Ultrasound has long been an efficient and useful adjunct technique for breast imaging. It is the first modality to be proposed in some situations: if a young or pregnant woman has a palpable mass, for example, or immediately after surgery.

Ultrasound has long been an efficient and useful adjunct technique for breast imaging. It is the first modality to be proposed in some situations: if a young or pregnant woman has a palpable mass, for example, or immediately after surgery. Ultrasound is usually performed during the diagnostic workup of masses, if architectural distortion is detected on mammograms, or following mammographic screening in individuals who are at high risk of breast cancer and have dense breast tissue.

Ultrasound's primary role when imaging masses is to determine if the mass is cystic, and hence benign, or solid and potentially malignant. This differentiation is not always easy to make in practice, especially for complicated echoic cysts and lesions that are less than 7 mm in diameter.

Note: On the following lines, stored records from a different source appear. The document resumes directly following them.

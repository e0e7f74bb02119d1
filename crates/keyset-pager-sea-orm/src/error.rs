//! The sea_orm binding's error type: core `keyset_pager` failures plus
//! backend I/O failures, kept distinct rather than collapsed into one enum.

use thiserror::Error;

#[derive(Debug, Error)]
pub enum Error {
    /// A C1-C5 failure from the backend-agnostic core (bad cursor,
    /// disallowed field, missing ordering, unsupported AST shape, ...).
    #[error(transparent)]
    Core(#[from] keyset_pager::Error),

    /// A field referenced by a filter/ordering/cursor is not on this
    /// entity's safelist.
    #[error("unknown field: {0}")]
    UnknownField(String),

    /// A filter literal's runtime type does not match the field's
    /// declared `FieldKind`.
    #[error("type mismatch for field {field}: expected {expected}, got {actual}")]
    TypeMismatch {
        field: String,
        expected: String,
        actual: String,
    },

    /// The underlying database call failed.
    #[error("database error: {0}")]
    Db(#[from] sea_orm::DbErr),
}

pub type Result<T> = std::result::Result<T, Error>;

Characterization of solid masses is based mainly on morphological criteria: shape, spatial orientation, and margins. Interobserver variation can be high, however, especially for lesions that are BI-RADS category 3 (probably benign) or BI-RADS category 4a (low suspicion of malignancy). Most of these masses will be imaged again after a short time interval or referred for further investigation (fine-needle aspiration or core biopsy).1

This all suggests that we need new tools to increase the specificity of B-mode ultrasound findings. Elastography is emerging as a promising candidate for this role. The technique has been reported in the literature since the 1980s, but it has not become routine. Now elastography is more userfriendly, and real-time images can be generated.

ESSENTIAL TECHNIQUE

Elastography is currently offered by two vendors: Hitachi (EUB-8500 ultrasound scanner with integrated elastography software and a 6.5- to 13-MHz probe) and Siemens (Sonoline Elegra, 7.5L40 transducer at 7.2 MHz or VFX13-5 transducer at 10 MHz). The principle of the technique is essentially the same for both systems.

Tissue compression produces displacement that is mainly in the longitudinal direction, the direction of the ultrasound beam. This can be used to calculate the strain in the tissue being compressed. Strain tends to be smaller in harder tissue than softer tissue. So working backwards, once the strain has been calculated, the tissue hard-ness can be evaluated as well. The influence of probe movement on the skin's surface in the lateral direction is minimized during measurement.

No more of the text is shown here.